(Records provided Opens)
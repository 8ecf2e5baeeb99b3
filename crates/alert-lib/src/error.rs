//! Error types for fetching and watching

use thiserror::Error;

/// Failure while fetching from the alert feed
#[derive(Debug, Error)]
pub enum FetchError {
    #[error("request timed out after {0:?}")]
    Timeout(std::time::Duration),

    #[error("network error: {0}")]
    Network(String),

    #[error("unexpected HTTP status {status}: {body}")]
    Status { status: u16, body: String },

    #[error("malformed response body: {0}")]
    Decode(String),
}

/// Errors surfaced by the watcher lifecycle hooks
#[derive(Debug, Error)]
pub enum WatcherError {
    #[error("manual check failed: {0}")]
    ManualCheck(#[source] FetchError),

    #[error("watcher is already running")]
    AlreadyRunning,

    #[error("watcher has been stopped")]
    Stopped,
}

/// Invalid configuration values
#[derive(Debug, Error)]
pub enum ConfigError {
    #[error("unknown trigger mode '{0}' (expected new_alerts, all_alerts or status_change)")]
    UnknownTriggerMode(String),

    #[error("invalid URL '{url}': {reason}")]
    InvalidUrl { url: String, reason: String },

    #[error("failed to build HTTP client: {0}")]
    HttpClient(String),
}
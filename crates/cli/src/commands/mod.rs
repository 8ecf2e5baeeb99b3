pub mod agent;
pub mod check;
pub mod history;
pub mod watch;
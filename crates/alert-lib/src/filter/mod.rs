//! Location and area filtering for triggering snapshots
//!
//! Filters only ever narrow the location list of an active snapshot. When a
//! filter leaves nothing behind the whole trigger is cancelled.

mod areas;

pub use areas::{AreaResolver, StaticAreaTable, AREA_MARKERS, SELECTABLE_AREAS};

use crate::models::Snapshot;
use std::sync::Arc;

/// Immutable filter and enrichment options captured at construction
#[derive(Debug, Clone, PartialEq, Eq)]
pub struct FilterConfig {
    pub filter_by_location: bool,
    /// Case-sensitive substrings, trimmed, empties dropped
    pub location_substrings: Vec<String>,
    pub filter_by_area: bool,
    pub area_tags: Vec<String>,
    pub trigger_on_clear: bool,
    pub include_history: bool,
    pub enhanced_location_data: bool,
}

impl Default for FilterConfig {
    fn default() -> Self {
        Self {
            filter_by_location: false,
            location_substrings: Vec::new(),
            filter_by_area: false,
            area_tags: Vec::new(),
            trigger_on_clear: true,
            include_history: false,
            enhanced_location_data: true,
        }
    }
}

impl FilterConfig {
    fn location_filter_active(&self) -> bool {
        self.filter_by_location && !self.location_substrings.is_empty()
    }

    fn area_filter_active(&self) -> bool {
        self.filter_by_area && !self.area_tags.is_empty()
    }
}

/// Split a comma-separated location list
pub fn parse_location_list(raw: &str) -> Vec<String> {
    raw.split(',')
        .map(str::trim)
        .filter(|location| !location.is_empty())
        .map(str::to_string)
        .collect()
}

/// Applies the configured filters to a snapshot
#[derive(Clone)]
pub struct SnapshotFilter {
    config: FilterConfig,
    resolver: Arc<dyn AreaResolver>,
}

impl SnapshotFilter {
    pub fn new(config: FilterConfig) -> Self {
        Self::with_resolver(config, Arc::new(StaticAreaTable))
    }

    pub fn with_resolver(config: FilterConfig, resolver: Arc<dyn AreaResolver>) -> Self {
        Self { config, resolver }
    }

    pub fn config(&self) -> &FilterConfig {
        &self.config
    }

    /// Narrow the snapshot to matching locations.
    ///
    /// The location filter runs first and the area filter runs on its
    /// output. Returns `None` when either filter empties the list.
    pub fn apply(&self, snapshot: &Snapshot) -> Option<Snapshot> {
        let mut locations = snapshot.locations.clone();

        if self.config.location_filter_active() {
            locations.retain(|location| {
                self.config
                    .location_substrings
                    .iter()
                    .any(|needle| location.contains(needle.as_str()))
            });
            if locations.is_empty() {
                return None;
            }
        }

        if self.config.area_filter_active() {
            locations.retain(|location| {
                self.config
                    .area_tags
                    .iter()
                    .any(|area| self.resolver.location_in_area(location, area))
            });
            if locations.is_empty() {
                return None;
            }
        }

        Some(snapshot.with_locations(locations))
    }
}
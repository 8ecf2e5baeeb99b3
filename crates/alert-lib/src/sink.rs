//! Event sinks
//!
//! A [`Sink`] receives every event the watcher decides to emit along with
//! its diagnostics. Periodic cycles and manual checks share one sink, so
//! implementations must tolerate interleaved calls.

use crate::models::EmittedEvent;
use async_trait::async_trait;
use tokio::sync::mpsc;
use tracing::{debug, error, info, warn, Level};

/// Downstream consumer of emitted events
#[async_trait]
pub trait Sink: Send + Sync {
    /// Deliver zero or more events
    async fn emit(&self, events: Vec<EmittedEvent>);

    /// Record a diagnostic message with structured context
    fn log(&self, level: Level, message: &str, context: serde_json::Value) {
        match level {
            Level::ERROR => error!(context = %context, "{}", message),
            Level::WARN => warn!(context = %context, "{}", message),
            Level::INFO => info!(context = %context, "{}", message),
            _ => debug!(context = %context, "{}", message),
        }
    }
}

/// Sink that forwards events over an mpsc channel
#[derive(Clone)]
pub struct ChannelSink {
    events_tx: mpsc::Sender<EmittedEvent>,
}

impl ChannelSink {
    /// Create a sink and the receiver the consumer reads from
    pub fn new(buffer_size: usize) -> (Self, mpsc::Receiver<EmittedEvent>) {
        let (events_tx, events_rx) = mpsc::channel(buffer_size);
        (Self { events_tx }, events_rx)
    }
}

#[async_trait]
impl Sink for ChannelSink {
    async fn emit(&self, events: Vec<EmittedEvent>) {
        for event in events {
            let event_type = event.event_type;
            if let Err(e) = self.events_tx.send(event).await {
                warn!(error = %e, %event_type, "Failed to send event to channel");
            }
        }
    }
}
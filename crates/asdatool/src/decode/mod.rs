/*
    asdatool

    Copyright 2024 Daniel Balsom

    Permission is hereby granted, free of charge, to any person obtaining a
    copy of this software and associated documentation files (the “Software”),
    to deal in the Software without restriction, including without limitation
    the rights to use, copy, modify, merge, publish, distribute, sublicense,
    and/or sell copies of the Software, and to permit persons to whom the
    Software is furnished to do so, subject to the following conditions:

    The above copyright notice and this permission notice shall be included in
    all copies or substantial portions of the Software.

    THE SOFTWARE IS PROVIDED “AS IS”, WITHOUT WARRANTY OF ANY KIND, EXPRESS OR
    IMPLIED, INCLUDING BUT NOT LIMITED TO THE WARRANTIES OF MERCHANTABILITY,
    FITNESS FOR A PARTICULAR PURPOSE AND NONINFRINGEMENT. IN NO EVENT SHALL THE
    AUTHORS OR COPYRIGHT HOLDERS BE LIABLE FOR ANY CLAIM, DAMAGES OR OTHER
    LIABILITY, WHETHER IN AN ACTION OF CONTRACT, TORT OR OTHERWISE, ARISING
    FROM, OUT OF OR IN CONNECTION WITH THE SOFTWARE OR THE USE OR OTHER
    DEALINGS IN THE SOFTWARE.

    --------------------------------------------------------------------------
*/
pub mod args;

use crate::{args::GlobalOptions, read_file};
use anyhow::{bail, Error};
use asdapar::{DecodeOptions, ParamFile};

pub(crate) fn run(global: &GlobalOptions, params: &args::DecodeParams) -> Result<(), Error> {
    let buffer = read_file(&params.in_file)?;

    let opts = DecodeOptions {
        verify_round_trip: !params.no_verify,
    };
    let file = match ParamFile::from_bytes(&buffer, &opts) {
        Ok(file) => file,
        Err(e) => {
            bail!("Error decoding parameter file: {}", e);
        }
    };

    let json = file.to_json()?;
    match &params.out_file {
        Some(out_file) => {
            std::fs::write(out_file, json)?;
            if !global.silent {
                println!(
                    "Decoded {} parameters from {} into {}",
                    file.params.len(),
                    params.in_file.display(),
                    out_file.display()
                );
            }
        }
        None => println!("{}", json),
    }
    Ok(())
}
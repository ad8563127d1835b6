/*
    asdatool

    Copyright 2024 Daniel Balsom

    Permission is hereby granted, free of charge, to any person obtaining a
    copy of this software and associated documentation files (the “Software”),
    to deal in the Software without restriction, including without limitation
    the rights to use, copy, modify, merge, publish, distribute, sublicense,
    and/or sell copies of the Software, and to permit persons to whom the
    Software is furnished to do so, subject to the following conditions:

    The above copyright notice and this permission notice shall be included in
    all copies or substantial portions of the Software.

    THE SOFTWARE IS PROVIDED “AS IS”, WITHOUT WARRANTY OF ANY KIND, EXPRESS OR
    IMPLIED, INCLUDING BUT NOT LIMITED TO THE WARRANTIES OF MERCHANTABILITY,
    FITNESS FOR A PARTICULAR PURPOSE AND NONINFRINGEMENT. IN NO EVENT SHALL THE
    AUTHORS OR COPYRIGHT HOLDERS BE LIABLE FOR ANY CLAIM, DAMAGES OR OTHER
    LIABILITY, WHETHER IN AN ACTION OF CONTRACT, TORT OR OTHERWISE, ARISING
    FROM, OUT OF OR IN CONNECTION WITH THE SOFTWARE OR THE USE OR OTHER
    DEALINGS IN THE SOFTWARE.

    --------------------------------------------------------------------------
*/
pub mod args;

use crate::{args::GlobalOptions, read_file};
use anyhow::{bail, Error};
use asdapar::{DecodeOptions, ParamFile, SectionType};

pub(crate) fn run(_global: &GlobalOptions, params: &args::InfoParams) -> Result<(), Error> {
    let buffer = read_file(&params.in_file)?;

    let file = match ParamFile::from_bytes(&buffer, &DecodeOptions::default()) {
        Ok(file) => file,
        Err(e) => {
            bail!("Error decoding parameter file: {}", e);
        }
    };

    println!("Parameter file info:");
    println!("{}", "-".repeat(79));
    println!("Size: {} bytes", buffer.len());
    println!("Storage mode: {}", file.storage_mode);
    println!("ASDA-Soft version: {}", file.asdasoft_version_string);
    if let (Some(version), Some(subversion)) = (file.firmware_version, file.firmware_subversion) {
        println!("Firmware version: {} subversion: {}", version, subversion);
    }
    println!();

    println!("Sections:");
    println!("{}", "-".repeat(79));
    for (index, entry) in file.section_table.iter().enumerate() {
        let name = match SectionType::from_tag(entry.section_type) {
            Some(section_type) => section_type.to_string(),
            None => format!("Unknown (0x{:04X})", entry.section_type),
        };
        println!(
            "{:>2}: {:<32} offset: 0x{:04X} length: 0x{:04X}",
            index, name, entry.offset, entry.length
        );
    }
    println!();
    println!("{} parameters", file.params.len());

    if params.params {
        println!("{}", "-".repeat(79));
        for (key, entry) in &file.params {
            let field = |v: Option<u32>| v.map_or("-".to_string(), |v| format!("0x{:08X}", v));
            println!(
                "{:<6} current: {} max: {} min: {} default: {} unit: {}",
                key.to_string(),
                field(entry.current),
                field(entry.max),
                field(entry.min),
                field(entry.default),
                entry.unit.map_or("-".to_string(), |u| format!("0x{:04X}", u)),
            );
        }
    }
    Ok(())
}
(Records provided Closes)
(Records provided Opens)
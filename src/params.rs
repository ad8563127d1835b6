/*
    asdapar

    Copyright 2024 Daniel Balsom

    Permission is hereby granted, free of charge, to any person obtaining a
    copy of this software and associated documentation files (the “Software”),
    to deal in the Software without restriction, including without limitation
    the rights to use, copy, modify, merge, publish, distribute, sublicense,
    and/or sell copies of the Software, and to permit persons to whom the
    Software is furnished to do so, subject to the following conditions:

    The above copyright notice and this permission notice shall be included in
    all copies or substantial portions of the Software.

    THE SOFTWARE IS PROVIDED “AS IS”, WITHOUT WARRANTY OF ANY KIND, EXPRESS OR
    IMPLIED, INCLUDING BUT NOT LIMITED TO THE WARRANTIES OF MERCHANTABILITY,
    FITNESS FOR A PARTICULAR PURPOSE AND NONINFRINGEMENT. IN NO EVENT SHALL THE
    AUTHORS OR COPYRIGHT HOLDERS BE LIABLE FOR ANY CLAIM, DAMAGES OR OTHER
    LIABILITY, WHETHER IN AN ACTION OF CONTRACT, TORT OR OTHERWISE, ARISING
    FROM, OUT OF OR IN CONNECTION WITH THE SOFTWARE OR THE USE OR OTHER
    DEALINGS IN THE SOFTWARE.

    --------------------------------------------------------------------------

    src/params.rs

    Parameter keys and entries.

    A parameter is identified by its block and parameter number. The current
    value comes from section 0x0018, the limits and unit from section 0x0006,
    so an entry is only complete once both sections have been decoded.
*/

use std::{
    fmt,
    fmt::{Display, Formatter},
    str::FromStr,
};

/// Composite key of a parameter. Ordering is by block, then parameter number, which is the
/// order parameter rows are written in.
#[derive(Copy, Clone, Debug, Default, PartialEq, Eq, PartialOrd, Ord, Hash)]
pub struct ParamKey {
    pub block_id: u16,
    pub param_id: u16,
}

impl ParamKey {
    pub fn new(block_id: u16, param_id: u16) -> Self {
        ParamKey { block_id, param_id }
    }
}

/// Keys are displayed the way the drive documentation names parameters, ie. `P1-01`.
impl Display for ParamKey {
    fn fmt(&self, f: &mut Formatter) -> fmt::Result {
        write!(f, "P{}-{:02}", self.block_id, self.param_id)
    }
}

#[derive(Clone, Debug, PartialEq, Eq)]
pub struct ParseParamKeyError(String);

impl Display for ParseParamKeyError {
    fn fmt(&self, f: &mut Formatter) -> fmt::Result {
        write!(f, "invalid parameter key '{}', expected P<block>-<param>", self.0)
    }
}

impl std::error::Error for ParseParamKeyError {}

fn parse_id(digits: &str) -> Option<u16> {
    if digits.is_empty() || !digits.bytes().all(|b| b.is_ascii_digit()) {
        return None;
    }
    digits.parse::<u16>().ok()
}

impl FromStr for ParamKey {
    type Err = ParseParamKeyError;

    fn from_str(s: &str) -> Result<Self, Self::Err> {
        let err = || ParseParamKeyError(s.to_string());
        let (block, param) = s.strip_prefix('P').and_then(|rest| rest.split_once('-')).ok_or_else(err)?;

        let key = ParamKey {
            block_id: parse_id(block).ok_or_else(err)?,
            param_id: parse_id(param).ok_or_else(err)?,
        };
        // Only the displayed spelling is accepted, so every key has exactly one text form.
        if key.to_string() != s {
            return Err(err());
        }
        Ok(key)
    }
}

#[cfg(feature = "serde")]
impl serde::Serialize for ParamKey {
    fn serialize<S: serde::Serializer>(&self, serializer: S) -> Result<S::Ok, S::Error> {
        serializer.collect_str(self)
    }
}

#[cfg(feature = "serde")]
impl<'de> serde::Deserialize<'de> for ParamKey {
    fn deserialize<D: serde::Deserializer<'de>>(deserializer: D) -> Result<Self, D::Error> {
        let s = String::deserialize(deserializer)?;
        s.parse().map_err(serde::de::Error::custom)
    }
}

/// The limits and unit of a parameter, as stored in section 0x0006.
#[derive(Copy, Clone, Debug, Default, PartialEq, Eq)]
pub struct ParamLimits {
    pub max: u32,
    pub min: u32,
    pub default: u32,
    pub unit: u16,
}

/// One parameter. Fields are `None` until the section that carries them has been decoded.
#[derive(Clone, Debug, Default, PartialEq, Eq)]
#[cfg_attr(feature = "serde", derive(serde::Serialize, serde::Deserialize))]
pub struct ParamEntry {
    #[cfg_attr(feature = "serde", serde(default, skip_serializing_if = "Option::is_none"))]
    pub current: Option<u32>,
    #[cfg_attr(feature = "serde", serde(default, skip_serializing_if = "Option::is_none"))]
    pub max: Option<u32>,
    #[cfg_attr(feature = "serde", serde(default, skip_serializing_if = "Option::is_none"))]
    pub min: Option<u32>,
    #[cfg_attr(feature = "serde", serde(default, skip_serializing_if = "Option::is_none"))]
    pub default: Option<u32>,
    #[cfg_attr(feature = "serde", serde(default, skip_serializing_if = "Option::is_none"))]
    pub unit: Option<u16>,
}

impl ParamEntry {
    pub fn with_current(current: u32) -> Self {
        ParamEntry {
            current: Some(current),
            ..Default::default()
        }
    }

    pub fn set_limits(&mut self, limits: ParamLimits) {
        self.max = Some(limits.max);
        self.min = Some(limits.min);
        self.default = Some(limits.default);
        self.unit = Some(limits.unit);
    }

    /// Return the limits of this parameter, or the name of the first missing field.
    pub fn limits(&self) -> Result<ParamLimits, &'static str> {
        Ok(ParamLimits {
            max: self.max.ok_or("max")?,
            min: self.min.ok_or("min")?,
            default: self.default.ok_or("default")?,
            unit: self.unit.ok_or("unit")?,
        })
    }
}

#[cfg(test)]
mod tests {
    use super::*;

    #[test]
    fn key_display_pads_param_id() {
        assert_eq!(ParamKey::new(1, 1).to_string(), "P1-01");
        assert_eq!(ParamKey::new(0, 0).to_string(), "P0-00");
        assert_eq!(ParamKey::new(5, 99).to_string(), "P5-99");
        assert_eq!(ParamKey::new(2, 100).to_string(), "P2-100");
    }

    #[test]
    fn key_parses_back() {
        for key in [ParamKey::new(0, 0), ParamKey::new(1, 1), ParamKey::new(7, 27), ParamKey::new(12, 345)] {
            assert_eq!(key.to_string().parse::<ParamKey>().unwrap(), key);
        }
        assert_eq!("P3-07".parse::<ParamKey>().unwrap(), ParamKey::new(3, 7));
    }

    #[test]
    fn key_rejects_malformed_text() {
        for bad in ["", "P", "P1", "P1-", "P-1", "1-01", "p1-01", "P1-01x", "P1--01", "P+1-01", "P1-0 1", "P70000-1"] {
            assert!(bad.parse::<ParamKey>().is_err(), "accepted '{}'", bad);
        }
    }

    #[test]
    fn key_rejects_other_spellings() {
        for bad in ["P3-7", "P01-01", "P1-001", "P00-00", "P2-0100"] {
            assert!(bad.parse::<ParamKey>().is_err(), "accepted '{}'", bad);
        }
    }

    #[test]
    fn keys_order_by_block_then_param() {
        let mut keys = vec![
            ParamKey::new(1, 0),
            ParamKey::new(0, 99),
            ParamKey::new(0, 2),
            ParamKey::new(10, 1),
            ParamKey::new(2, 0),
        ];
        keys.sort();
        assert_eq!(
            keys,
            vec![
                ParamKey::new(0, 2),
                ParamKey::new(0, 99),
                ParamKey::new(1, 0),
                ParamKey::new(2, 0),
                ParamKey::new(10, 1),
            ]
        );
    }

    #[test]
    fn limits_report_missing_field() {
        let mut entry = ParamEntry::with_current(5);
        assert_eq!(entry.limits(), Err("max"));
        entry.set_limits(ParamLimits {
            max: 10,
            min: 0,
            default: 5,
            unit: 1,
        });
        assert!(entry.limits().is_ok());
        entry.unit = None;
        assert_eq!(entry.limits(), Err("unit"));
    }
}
(Records provided Closes)
(Records provided Opens)
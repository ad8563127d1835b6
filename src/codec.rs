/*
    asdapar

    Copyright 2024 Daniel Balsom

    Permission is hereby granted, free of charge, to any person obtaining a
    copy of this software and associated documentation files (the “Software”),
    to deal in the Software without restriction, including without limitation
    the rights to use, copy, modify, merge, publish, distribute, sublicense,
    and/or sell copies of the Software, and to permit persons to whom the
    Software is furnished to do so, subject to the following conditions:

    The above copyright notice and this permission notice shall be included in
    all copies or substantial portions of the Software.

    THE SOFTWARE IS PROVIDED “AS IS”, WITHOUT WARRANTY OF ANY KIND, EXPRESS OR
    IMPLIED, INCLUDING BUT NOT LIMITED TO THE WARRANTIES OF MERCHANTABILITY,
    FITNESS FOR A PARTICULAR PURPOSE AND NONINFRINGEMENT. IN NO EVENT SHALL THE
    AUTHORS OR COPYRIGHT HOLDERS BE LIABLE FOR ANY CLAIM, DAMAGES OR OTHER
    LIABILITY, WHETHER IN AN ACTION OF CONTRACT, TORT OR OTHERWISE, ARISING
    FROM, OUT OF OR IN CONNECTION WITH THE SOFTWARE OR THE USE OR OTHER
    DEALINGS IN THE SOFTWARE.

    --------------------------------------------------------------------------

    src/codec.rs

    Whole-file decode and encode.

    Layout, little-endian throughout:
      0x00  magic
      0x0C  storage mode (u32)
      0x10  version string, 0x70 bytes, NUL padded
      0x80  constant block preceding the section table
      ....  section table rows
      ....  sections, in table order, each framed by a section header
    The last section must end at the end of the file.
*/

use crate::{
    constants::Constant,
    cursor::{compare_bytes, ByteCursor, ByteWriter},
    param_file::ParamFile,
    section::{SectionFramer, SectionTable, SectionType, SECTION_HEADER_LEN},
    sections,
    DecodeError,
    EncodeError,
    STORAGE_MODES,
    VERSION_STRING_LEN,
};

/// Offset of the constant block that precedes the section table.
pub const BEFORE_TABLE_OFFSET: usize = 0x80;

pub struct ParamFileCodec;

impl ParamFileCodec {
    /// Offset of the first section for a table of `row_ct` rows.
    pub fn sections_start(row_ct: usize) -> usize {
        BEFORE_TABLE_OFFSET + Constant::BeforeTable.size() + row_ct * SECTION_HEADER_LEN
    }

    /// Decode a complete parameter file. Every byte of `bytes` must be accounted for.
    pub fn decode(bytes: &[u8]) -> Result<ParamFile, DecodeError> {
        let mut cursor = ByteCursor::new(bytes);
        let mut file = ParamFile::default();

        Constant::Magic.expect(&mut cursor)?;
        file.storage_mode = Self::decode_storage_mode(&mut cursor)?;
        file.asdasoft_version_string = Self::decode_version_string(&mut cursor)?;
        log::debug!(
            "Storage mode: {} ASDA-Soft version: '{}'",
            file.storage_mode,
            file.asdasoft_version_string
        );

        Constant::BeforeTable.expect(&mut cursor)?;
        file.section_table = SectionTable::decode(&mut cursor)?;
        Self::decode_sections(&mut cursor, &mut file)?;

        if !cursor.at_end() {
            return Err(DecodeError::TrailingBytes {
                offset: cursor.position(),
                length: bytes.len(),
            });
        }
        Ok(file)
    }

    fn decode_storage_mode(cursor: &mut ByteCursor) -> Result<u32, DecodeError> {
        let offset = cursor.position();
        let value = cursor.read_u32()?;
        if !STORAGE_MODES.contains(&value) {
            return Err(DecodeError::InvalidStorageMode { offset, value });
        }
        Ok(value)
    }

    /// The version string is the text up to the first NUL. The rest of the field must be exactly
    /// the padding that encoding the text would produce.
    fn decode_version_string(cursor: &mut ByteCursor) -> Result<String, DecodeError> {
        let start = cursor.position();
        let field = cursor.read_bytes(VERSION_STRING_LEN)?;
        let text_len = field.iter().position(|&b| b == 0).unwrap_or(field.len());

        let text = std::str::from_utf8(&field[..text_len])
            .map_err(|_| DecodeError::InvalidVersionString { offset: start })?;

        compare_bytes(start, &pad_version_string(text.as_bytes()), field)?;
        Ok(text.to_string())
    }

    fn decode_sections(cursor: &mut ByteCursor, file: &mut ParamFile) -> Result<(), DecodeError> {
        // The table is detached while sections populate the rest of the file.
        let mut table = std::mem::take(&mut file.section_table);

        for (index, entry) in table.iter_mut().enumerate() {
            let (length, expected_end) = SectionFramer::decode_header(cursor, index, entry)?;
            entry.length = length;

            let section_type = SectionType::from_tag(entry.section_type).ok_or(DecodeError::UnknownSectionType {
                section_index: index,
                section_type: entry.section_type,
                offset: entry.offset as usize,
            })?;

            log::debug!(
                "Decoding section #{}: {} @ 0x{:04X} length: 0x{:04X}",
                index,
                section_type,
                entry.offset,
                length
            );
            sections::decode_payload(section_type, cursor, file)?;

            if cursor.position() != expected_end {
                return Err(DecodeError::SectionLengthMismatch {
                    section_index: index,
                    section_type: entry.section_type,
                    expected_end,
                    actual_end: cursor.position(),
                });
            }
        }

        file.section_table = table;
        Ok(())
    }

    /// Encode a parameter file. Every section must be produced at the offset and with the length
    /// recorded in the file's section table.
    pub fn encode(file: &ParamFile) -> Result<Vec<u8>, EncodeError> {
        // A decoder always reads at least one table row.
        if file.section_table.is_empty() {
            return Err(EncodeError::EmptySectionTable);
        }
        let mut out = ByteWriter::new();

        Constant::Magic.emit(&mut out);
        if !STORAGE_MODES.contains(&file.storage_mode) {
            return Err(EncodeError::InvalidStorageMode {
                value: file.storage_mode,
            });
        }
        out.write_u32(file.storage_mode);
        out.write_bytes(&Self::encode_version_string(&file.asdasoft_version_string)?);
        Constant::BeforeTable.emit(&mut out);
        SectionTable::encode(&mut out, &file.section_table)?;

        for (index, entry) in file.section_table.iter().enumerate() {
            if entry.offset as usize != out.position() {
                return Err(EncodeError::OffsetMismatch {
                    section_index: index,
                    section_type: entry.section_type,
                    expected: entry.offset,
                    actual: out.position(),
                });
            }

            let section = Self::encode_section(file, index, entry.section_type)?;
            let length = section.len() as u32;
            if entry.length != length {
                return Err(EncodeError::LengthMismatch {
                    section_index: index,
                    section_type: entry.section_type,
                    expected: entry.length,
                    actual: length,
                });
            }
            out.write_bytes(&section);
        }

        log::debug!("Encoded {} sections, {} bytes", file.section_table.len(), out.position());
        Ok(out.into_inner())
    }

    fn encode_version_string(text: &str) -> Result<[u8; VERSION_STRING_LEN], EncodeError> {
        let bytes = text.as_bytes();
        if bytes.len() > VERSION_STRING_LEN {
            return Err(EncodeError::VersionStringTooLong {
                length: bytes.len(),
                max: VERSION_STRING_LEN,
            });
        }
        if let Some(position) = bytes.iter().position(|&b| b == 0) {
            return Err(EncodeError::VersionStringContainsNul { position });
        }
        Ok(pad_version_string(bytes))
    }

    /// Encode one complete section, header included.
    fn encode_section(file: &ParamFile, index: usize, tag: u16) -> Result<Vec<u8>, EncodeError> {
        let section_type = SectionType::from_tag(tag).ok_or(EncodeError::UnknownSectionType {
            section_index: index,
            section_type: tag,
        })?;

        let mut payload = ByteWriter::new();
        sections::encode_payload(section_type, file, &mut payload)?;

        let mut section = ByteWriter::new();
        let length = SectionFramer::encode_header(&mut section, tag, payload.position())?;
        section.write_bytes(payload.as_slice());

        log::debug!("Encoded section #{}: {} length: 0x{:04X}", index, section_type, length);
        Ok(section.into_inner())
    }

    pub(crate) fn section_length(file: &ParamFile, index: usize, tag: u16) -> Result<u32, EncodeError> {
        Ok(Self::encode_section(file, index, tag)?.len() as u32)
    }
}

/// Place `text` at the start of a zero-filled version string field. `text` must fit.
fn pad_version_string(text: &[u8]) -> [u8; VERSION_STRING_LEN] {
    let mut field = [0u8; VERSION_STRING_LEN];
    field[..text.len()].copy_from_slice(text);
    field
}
(Records provided Closes)
> **Problem requirements**: In the entries above, count each line holding "fetching" and report the total and nothing more.

> **Response area**: 2